A quoi joue donc la Commission européenne ? Ses prévisions pour la France, rendues publiques vendredi, semblent tenir de la schizophrénie : pour 2014, elle annonce que le déficit français atteindra 3,9 %, mais demande dans le même temps des mesures pour le ramener à 2,7 %. Passer de 3,9 à 2,7, c'est un très, très grand écart pour les finances publiques, puisque pour atteindre cet objectif, le gouvernement devrait trouver au moins 25 milliards d'euros d'économies nouvelles. Alors comment l'expliquer ?
• Un peu de répit pour l'euro. Les experts de la Commission le savent : la faiblesse de la croissance cette année -elle ne devrait pas dépasser 0,1 %- ne permettra pas au gouvernement français de respecter ces nouvelles exigences, sous peine de plonger pour de bon dans la récession.

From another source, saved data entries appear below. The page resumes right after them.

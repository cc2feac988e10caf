use crate::{
    bump::bump_version, config::SchemeConfig, date::Date, error::BumpError, version::Version,
};
use tracing::{debug, instrument};

/// A version scheme a build tool can delegate version updates to.
pub trait VersionScheme {
    /// The name the scheme is registered under.
    fn name(&self) -> &'static str;

    /// Returns the version that `desired_version` turns `original_version` into.
    fn update(&self, desired_version: &str, original_version: &str) -> Result<String, BumpError>;
}

/// The calendar version scheme, registered as `calver`.
///
/// It wraps [bump_version]: an empty `desired_version` leaves the version as is, and, unless
/// [SchemeConfig::validate_monotonicity] is off, a bump must produce a greater version.
///
/// ```
/// use calbump::{CalverScheme, Date, SchemeConfig, VersionScheme};
///
/// let scheme = CalverScheme::new(SchemeConfig::default())
///     .with_date(Date::explicit(2024, 9, 16).unwrap());
/// assert_eq!("2024.9.16", scheme.update("date", "2024.9.1").unwrap());
/// assert_eq!("2024.9.1", scheme.update("", "2024.9.1").unwrap());
/// assert!(scheme.update("2024.1.1", "2024.9.1").is_err());
/// ```
#[derive(Debug, Clone, Default)]
pub struct CalverScheme {
    config: SchemeConfig,
    date: Option<Date>,
}

impl CalverScheme {
    /// The name of this scheme.
    pub const PLUGIN_NAME: &'static str = "calver";

    /// Returns a scheme with the given options, rendering dates from the current UTC date.
    pub fn new(config: SchemeConfig) -> Self {
        Self { config, date: None }
    }

    /// Renders dates from `date` instead of the current UTC date.
    pub fn with_date(mut self, date: Date) -> Self {
        self.date = Some(date);
        self
    }

    /// The options of this scheme.
    pub fn config(&self) -> &SchemeConfig {
        &self.config
    }
}

impl VersionScheme for CalverScheme {
    fn name(&self) -> &'static str {
        Self::PLUGIN_NAME
    }

    /// # Errors
    ///
    /// - Any error of [bump_version].
    /// - [BumpError::Version] if the bumped version is not a PEP 440 version (possible with an
    ///   explicit version) and validation is on.
    /// - [BumpError::NonMonotonicVersion] if the bumped version is not greater than
    ///   `original_version` and validation is on.
    #[instrument(skip(self))]
    fn update(&self, desired_version: &str, original_version: &str) -> Result<String, BumpError> {
        if desired_version.is_empty() {
            debug!("no instructions, keeping version");
            return Ok(original_version.to_owned());
        }

        let version = bump_version(
            original_version,
            desired_version,
            &self.config.scheme_template,
            self.date.as_ref(),
        )?;

        if self.config.validate_monotonicity
            && Version::parse(&version)? <= Version::parse(original_version)?
        {
            return Err(BumpError::NonMonotonicVersion {
                version,
                original: original_version.to_owned(),
            });
        }
        Ok(version)
    }
}
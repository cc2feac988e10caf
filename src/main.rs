use calbump::{
    BumpError, CalverScheme, ConfigError, Date, DateError, SchemeConfig, SchemeError,
    SchemeTemplate, Version, VersionScheme, DEFAULT_SCHEME_TEMPLATE,
};
use clap::{Args, Parser, Subcommand};
use std::path::{Path, PathBuf};
use tracing::debug;
use tracing_subscriber::EnvFilter;

const LOG_ENV_VAR: &str = "CALBUMP_LOG";

#[derive(thiserror::Error, Debug)]
enum CliError {
    #[error("{0}")]
    Bump(#[from] BumpError),

    #[error("{0}")]
    Scheme(#[from] SchemeError),

    #[error("{0}")]
    Date(#[from] DateError),

    #[error("{}: {source}", path.display())]
    Config { path: PathBuf, source: ConfigError },

    #[error("Could not read {}: {source}", path.display())]
    Io {
        path: PathBuf,
        source: std::io::Error,
    },
}

/// Date providers. When none is given, the current UTC date is used.
#[derive(Args, Debug)]
#[group(required = false, multiple = false)]
struct DateArg {
    /// [DATE PROVIDER] Use the current UTC date to render calendar parts. Exclusive with other
    /// date providers.
    #[arg(long)]
    utc: bool,

    /// [DATE PROVIDER] Use the current local date to render calendar parts. Exclusive with
    /// other date providers.
    #[arg(long)]
    local: bool,

    /// [DATE PROVIDER] Use a date in format `YYYY-MM-DD` to render calendar parts. Exclusive
    /// with other date providers.
    #[arg(long, value_name = "YYYY-MM-DD")]
    date: Option<String>,
}

impl DateArg {
    fn to_date(&self) -> Result<Option<Date>, CliError> {
        // this struct acts like an enumeration since multiple is false
        if self.utc {
            return Ok(Some(Date::utc_now()));
        }
        if self.local {
            return Ok(Some(Date::local_now()));
        }
        if let Some(date) = &self.date {
            return Ok(Some(date.parse()?));
        }
        Ok(None)
    }
}

#[derive(Parser, Debug)]
#[command(author, version, about, long_about = None)]
struct Cli {
    /// Log more to stderr. Repeat for even more. Overridden by the `CALBUMP_LOG` environment
    /// variable.
    #[arg(short, long, action = clap::ArgAction::Count, global = true)]
    verbose: u8,

    #[command(subcommand)]
    command: Commands,
}

#[derive(Subcommand, Debug)]
enum Commands {
    /// Bumps a version according to comma-separated instructions.
    ///
    /// Instructions are `release`/`date`, `micro`/`patch`/`fix`, `a`/`alpha`, `b`/`beta`,
    /// `c`/`rc`/`pre`/`preview`, `post`/`rev`/`r` and `dev`. A single instruction that is none
    /// of these is taken as the new version. Empty instructions keep the version as is.
    Bump {
        /// The version string to bump
        version: String,

        /// The instructions, like `date,patch`
        instructions: String,

        /// The scheme template. Overrides the config file. [default: YYYY.MM.DD]
        #[arg(short, long)]
        scheme: Option<String>,

        /// Don't check that the bumped version is greater than VERSION
        #[arg(long)]
        no_validate: bool,

        /// A TOML file to read options from. A `pyproject.toml` is read from its
        /// `[tool.hatch.version]` table.
        #[arg(short, long, value_name = "FILE")]
        config: Option<PathBuf>,

        #[command(flatten)]
        date: DateArg,
    },

    /// Validates that a version is a PEP 440 version, and, if given, that a scheme template
    /// only has calendar parts
    Valid {
        /// The version string to validate
        version: String,

        /// The scheme template to validate
        #[arg(short, long)]
        scheme: Option<String>,
    },

    /// Renders a scheme template for a date
    Format {
        /// The scheme template
        #[arg(short, long, default_value = DEFAULT_SCHEME_TEMPLATE)]
        scheme: String,

        #[command(flatten)]
        date: DateArg,
    },
}

type Output = (String, i32);

fn main() {
    let cli = Cli::parse();
    init_logging(cli.verbose);

    match do_work(cli) {
        Ok((output, exit_code)) => {
            println!("{output}");
            std::process::exit(exit_code);
        }
        Err(e) => {
            eprintln!("{}", e);
            std::process::exit(1);
        }
    }
}

fn init_logging(verbose: u8) {
    let default_level = match verbose {
        0 => "warn",
        1 => "debug",
        _ => "trace",
    };
    let filter = EnvFilter::try_from_env(LOG_ENV_VAR)
        .unwrap_or_else(|_| EnvFilter::new(format!("calbump={default_level}")));
    tracing_subscriber::fmt()
        .with_env_filter(filter)
        .with_writer(std::io::stderr)
        .without_time()
        .init();
}

fn load_config(path: &Path) -> Result<SchemeConfig, CliError> {
    let contents = std::fs::read_to_string(path).map_err(|source| CliError::Io {
        path: path.to_owned(),
        source,
    })?;
    let is_pyproject = path.file_name().is_some_and(|name| name == "pyproject.toml");
    let config = if is_pyproject {
        SchemeConfig::from_pyproject_str(&contents)
    } else {
        SchemeConfig::from_toml_str(&contents)
    };
    config.map_err(|source| CliError::Config {
        path: path.to_owned(),
        source,
    })
}

fn do_work(cli: Cli) -> Result<Output, CliError> {
    match cli.command {
        Commands::Bump {
            version,
            instructions,
            scheme,
            no_validate,
            config,
            date,
        } => {
            let mut scheme_config = match &config {
                Some(path) => load_config(path)?,
                None => SchemeConfig::default(),
            };
            if let Some(scheme) = scheme {
                scheme_config.scheme_template = scheme;
            }
            if no_validate {
                scheme_config.validate_monotonicity = false;
            }
            debug!(?scheme_config, "resolved options");

            let mut calver = CalverScheme::new(scheme_config);
            if let Some(date) = date.to_date()? {
                calver = calver.with_date(date);
            }
            Ok((calver.update(&instructions, &version)?, 0))
        }
        Commands::Valid { version, scheme } => {
            let valid = Version::parse(&version).is_ok()
                && scheme.map_or(true, |scheme| scheme.parse::<SchemeTemplate>().is_ok());
            Ok(if valid {
                ("true".to_string(), 0)
            } else {
                ("false".to_string(), 1)
            })
        }
        Commands::Format { scheme, date } => {
            let date = date.to_date()?.unwrap_or_else(Date::utc_now);
            let formatted = SchemeTemplate::new(&scheme).format(&date)?;
            Ok((formatted.join("."), 0))
        }
    }
}
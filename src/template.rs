use crate::{date::Date, error::SchemeError};
use chrono::Datelike;
use core::{
    fmt::{self, Display},
    str::FromStr,
};

/// How a year is rendered.
#[derive(Debug, Clone, Copy, PartialEq, Eq)]
pub enum YearType {
    /// `YYYY`
    Full,
    /// `YY`
    Short,
    /// `0Y`
    ZeroPadded,
}

/// How a month, week or day is rendered.
#[derive(Debug, Clone, Copy, PartialEq, Eq)]
pub enum NonYearType {
    /// `MM`, `WW`, `DD`
    Short,
    /// `0M`, `0W`, `0D`
    ZeroPadded,
}

/// A calendar part of a scheme template, like `YYYY` or `0M`.
#[derive(Debug, Clone, Copy, PartialEq, Eq)]
pub enum SchemePart {
    /// A year.
    Year(YearType),
    /// A month of the year (`1`–`12`).
    Month(NonYearType),
    /// An ISO 8601 week of the year (`1`–`53`).
    Week(NonYearType),
    /// A day of the month (`1`–`31`).
    Day(NonYearType),
}

impl SchemePart {
    /// Every recognized part, in the order they are listed in error messages.
    pub const ALL: [SchemePart; 9] = [
        SchemePart::Year(YearType::Full),
        SchemePart::Year(YearType::Short),
        SchemePart::Year(YearType::ZeroPadded),
        SchemePart::Month(NonYearType::Short),
        SchemePart::Month(NonYearType::ZeroPadded),
        SchemePart::Week(NonYearType::Short),
        SchemePart::Week(NonYearType::ZeroPadded),
        SchemePart::Day(NonYearType::Short),
        SchemePart::Day(NonYearType::ZeroPadded),
    ];

    /// The token for this part in a scheme template.
    pub fn pattern(&self) -> &'static str {
        use SchemePart::*;
        match self {
            Year(type_) => match type_ {
                YearType::Full => "YYYY",
                YearType::Short => "YY",
                YearType::ZeroPadded => "0Y",
            },
            Month(type_) => match type_ {
                NonYearType::Short => "MM",
                NonYearType::ZeroPadded => "0M",
            },
            Week(type_) => match type_ {
                NonYearType::Short => "WW",
                NonYearType::ZeroPadded => "0W",
            },
            Day(type_) => match type_ {
                NonYearType::Short => "DD",
                NonYearType::ZeroPadded => "0D",
            },
        }
    }

    /// Looks up a part by its exact token.
    pub fn from_pattern(pattern: &str) -> Option<Self> {
        Self::ALL.into_iter().find(|part| part.pattern() == pattern)
    }

    /// The number of characters this part is formatted to, at least.
    ///
    /// Note that `YYYY` and `YY` are not zero-padded when formatted from a date, but they still
    /// get padded back to this width when a version is rendered.
    pub fn min_width(&self) -> usize {
        use SchemePart::*;
        match self {
            Year(YearType::Full) => 4,
            Year(_) => 2,
            Month(type_) | Week(type_) | Day(type_) => match type_ {
                NonYearType::Short => 1,
                NonYearType::ZeroPadded => 2,
            },
        }
    }

    fn zero_pad_len(&self) -> Option<usize> {
        use SchemePart::*;
        match self {
            Year(YearType::ZeroPadded)
            | Month(NonYearType::ZeroPadded)
            | Week(NonYearType::ZeroPadded)
            | Day(NonYearType::ZeroPadded) => Some(2),
            _ => None,
        }
    }

    /// The numeric value of this part for `date`.
    ///
    /// # Errors
    ///
    /// Returns [SchemeError::NegativeYear] for a `YYYY` part and a date before year 0.
    pub fn value(&self, date: &Date) -> Result<u64, SchemeError> {
        use SchemePart::*;
        let date = date.naive();
        let value = match self {
            Year(YearType::Full) => {
                let year = date.year();
                u64::try_from(year).map_err(|_| SchemeError::NegativeYear { year })?
            }
            Year(_) => u64::from(date.year().rem_euclid(100).unsigned_abs()),
            Month(_) => u64::from(date.month()),
            Week(_) => u64::from(date.iso_week().week()),
            Day(_) => u64::from(date.day()),
        };
        Ok(value)
    }

    /// Formats a value of this part, zero-padding it if the part calls for it.
    pub fn format_value(&self, value: u64) -> String {
        match self.zero_pad_len() {
            Some(len) => format!("{:0len$}", value, len = len),
            None => value.to_string(),
        }
    }
}

impl Display for SchemePart {
    fn fmt(&self, f: &mut fmt::Formatter<'_>) -> fmt::Result {
        f.write_str(self.pattern())
    }
}

fn expected_patterns() -> String {
    SchemePart::ALL
        .iter()
        .map(SchemePart::pattern)
        .collect::<Vec<_>>()
        .join(", ")
}

/// One dot-separated token of a scheme template.
#[derive(Debug, Clone, PartialEq, Eq)]
pub enum SchemeToken {
    /// A recognized calendar part.
    Part(SchemePart),
    /// Any other text. Only an error once the template is formatted against a date.
    Unrecognized(String),
}

impl SchemeToken {
    fn parse(token: &str) -> Self {
        SchemePart::from_pattern(token)
            .map(SchemeToken::Part)
            .unwrap_or_else(|| SchemeToken::Unrecognized(token.to_owned()))
    }

    fn part(&self) -> Result<&SchemePart, SchemeError> {
        match self {
            SchemeToken::Part(part) => Ok(part),
            SchemeToken::Unrecognized(token) => Err(SchemeError::UnrecognizedSchemeToken {
                token: token.clone(),
                expected: expected_patterns(),
            }),
        }
    }

    /// See [SchemePart::min_width]. Unrecognized tokens have a width of 1.
    pub fn min_width(&self) -> usize {
        match self {
            SchemeToken::Part(part) => part.min_width(),
            SchemeToken::Unrecognized(_) => 1,
        }
    }
}

impl Display for SchemeToken {
    fn fmt(&self, f: &mut fmt::Formatter<'_>) -> fmt::Result {
        match self {
            SchemeToken::Part(part) => write!(f, "{}", part),
            SchemeToken::Unrecognized(token) => f.write_str(token),
        }
    }
}

/// A dot-separated calendar scheme, like `YYYY.0M.DD`. It declares how many of the leading
/// release numbers of a version are date-derived, and how wide each of them is.
///
/// Constructing a template with [SchemeTemplate::new] never fails: unrecognized tokens are
/// kept, count as release slots of width 1, and only cause an error once the template is
/// formatted against a date. Use [str::parse] to reject them upfront.
///
/// ```
/// use calbump::{Date, SchemeTemplate};
///
/// let template = SchemeTemplate::new("YYYY.0M.DD");
/// let date = Date::explicit(2024, 9, 6).unwrap();
/// assert_eq!(vec!["2024", "09", "6"], template.format(&date).unwrap());
/// ```
#[derive(Debug, Clone, PartialEq, Eq)]
pub struct SchemeTemplate {
    tokens: Vec<SchemeToken>,
}

impl SchemeTemplate {
    /// Splits `template_str` on dots.
    pub fn new(template_str: &str) -> Self {
        Self {
            tokens: template_str.split('.').map(SchemeToken::parse).collect(),
        }
    }

    /// The tokens of this template, in order.
    pub fn tokens(&self) -> &[SchemeToken] {
        &self.tokens
    }

    /// The number of release slots this template covers.
    pub fn len(&self) -> usize {
        self.tokens.len()
    }

    /// Always false: splitting even an empty string yields one token.
    pub fn is_empty(&self) -> bool {
        self.tokens.is_empty()
    }

    /// The minimum width of each slot, in order.
    pub fn min_widths(&self) -> Vec<usize> {
        self.tokens.iter().map(SchemeToken::min_width).collect()
    }

    /// The numeric value of each slot for `date`.
    ///
    /// # Errors
    ///
    /// - [SchemeError::UnrecognizedSchemeToken] if any token is not a calendar part.
    /// - [SchemeError::NegativeYear] if a `YYYY` part can't represent the year of `date`.
    pub fn values(&self, date: &Date) -> Result<Vec<u64>, SchemeError> {
        self.tokens
            .iter()
            .map(|token| token.part()?.value(date))
            .collect()
    }

    /// Formats each slot for `date`.
    ///
    /// # Errors
    ///
    /// Same as [SchemeTemplate::values].
    pub fn format(&self, date: &Date) -> Result<Vec<String>, SchemeError> {
        let formatted = self
            .tokens
            .iter()
            .map(|token| {
                let part = token.part()?;
                Ok(part.format_value(part.value(date)?))
            })
            .collect::<Result<Vec<_>, SchemeError>>()?;
        tracing::trace!(template = %self, %date, ?formatted, "formatted scheme template");
        Ok(formatted)
    }
}

impl FromStr for SchemeTemplate {
    type Err = SchemeError;

    /// Like [SchemeTemplate::new], but fails on the first unrecognized token.
    fn from_str(s: &str) -> Result<Self, Self::Err> {
        let template = Self::new(s);
        for token in &template.tokens {
            token.part()?;
        }
        Ok(template)
    }
}

impl Display for SchemeTemplate {
    fn fmt(&self, f: &mut fmt::Formatter<'_>) -> fmt::Result {
        for (idx, token) in self.tokens.iter().enumerate() {
            if idx > 0 {
                f.write_str(".")?;
            }
            write!(f, "{}", token)?;
        }
        Ok(())
    }
}

#[cfg(test)]
mod tests {
    use super::*;
    use itertools::Itertools;
    use rstest::*;

    #[fixture]
    fn date() -> Date {
        Date::explicit(2024, 9, 16).unwrap()
    }

    #[rstest]
    #[case("YYYY", "2024")]
    #[case("YY", "24")]
    #[case("0Y", "24")]
    #[case("MM", "9")]
    #[case("0M", "09")]
    #[case("WW", "38")]
    #[case("0W", "38")]
    #[case("DD", "16")]
    #[case("0D", "16")]
    fn test_format_each_part(date: Date, #[case] template_str: &str, #[case] expected: &str) {
        let template = SchemeTemplate::new(template_str);
        assert_eq!(Ok(vec![expected.to_string()]), template.format(&date));
    }

    #[rstest]
    #[case(Date::explicit(2005, 1, 2).unwrap(), "YY.0Y.MM.0M.DD.0D", "5.05.1.01.2.02")]
    #[case(Date::explicit(2100, 3, 4).unwrap(), "YY.0Y", "0.00")]
    // ISO weeks: 2021-01-03 still belongs to week 53 of 2020
    #[case(Date::explicit(2021, 1, 3).unwrap(), "WW.0W", "53.53")]
    #[case(Date::explicit(2024, 1, 1).unwrap(), "WW.0W", "1.01")]
    fn test_format_edges(#[case] date: Date, #[case] template_str: &str, #[case] expected: &str) {
        let template = SchemeTemplate::new(template_str);
        assert_eq!(expected, template.format(&date).unwrap().join("."));
    }

    /// Every combination of up to three parts formats back to the calendar fields of the date,
    /// with exactly the padding its part calls for.
    #[rstest]
    fn test_format_reparses_to_date(date: Date) {
        let patterns = SchemePart::ALL.iter().map(SchemePart::pattern).collect_vec();

        for len in 1..=3 {
            for combination in std::iter::repeat(patterns.iter())
                .take(len)
                .multi_cartesian_product()
            {
                let template_str = combination.iter().join(".");
                let template = SchemeTemplate::new(&template_str);
                let formatted = template.format(&date).unwrap();

                for (token, text) in template.tokens().iter().zip(&formatted) {
                    let SchemeToken::Part(part) = token else {
                        unreachable!("only recognized parts were combined");
                    };
                    let expected = match part {
                        SchemePart::Year(YearType::Full) => 2024,
                        SchemePart::Year(_) => 24,
                        SchemePart::Month(_) => 9,
                        SchemePart::Week(_) => 38,
                        SchemePart::Day(_) => 16,
                    };
                    assert_eq!(expected, text.parse::<u64>().unwrap());
                    if part.zero_pad_len().is_some() {
                        assert_eq!(2, text.len(), "{template_str}");
                    } else {
                        assert!(!text.starts_with('0'), "{template_str}");
                    }
                }
            }
        }
    }

    #[rstest]
    fn test_unrecognized_token(date: Date) {
        let template = SchemeTemplate::new("HEY.THERE");
        let err = template.format(&date).unwrap_err();
        assert_eq!(
            SchemeError::UnrecognizedSchemeToken {
                token: "HEY".to_string(),
                expected: "YYYY, YY, 0Y, MM, 0M, WW, 0W, DD, 0D".to_string(),
            },
            err
        );
        assert_eq!(
            "Unknown calver-scheme part: HEY (expected one of YYYY, YY, 0Y, MM, 0M, WW, 0W, DD, 0D)",
            err.to_string()
        );
    }

    #[test]
    fn test_negative_full_year() {
        let template = SchemeTemplate::new("YYYY");
        let date = Date::explicit(-1, 1, 1).unwrap();
        assert_eq!(
            Err(SchemeError::NegativeYear { year: -1 }),
            template.values(&date)
        );
    }

    #[rstest]
    #[case("YYYY.MM.DD", vec![4, 1, 1])]
    #[case("YY.0M.0D", vec![2, 2, 2])]
    #[case("0Y.0W", vec![2, 2])]
    #[case("YYYY.M.DD", vec![4, 1, 1])]
    fn test_min_widths(#[case] template_str: &str, #[case] expected: Vec<usize>) {
        assert_eq!(expected, SchemeTemplate::new(template_str).min_widths());
    }

    #[test]
    fn test_lenient_and_strict_parse() {
        let lenient = SchemeTemplate::new("YYYY.M.DD");
        assert_eq!(3, lenient.len());
        assert_eq!(
            SchemeToken::Unrecognized("M".to_string()),
            lenient.tokens()[1]
        );

        assert!(matches!(
            "YYYY.M.DD".parse::<SchemeTemplate>(),
            Err(SchemeError::UnrecognizedSchemeToken { token, .. }) if token == "M"
        ));
        assert!("YYYY.0M.0D".parse::<SchemeTemplate>().is_ok());
    }

    #[rstest]
    #[case("YYYY.0M.DD")]
    #[case("this won't matter")]
    fn test_display_round_trip(#[case] template_str: &str) {
        assert_eq!(template_str, SchemeTemplate::new(template_str).to_string());
    }
}
use crate::error::DateError;
use chrono::{Local, NaiveDate, Utc};
use core::{
    fmt::{self, Display},
    str::FromStr,
};

/// The day that calendar parts of a scheme are rendered from.
///
/// ```
/// use calbump::Date;
///
/// let date: Date = "2024-09-16".parse().unwrap();
/// assert_eq!(Date::explicit(2024, 9, 16).unwrap(), date);
/// ```
#[derive(Debug, Clone, Copy, PartialEq, Eq)]
pub struct Date(NaiveDate);

impl Date {
    /// Today in UTC. This is the date used when none is given.
    pub fn utc_now() -> Self {
        Self(Utc::now().date_naive())
    }

    /// Today in the system's timezone.
    pub fn local_now() -> Self {
        Self(Local::now().date_naive())
    }

    /// # Errors
    ///
    /// Returns [DateError::InvalidDateArguments] if there is no such day, like February 30th.
    pub fn explicit(year: i32, month: u32, day: u32) -> Result<Self, DateError> {
        NaiveDate::from_ymd_opt(year, month, day)
            .map(Self)
            .ok_or(DateError::InvalidDateArguments { year, month, day })
    }

    /// The underlying calendar day.
    pub fn naive(&self) -> NaiveDate {
        self.0
    }
}

impl FromStr for Date {
    type Err = DateError;

    /// Parses `YYYY-MM-DD`. Month and day may omit their leading zero.
    fn from_str(s: &str) -> Result<Self, Self::Err> {
        Ok(Self(s.parse()?))
    }
}

impl From<NaiveDate> for Date {
    fn from(date: NaiveDate) -> Self {
        Self(date)
    }
}

impl Display for Date {
    fn fmt(&self, f: &mut fmt::Formatter<'_>) -> fmt::Result {
        write!(f, "{}", self.0)
    }
}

Alors pourquoi ces 2,7 % ? Pour Bruxelles, cette annonce, même si elle n'est pas tenue, présente l'avantage d'offrir un an de répit tout en donnant l'impression de maintenir une forme de contrôle sur les membres de l'Union. Si la France avait dû tout faire pour respecter ses engagements dès cette année, elle aurait aggravé sa santé économique déjà précaire, au risque d'entraîner dans sa chute la monnaie unique.
La Commission européenne s'est donc résignée à ne pas forcer le gouvernement Ayrault à tenir ses engagements initiaux, et ne devrait même pas imposer de sanctions financières.
• Donc la France peut faire ce qu'elle veut ? Non, car si l'Europe n'est pas en mesure de sanctionner les dérives de Paris, les agences de notation, elles, veillent. Comme le rappelait jeudi au micro d'Europe 1 Jean-Michel Six, président de Standard and Poor's en France, "ce qu'on attend de la France, c'est un engagement continu sur le maintien d'un certain nombre d'objectifs." En clair, en l'absence d'effort, le couperet tombera.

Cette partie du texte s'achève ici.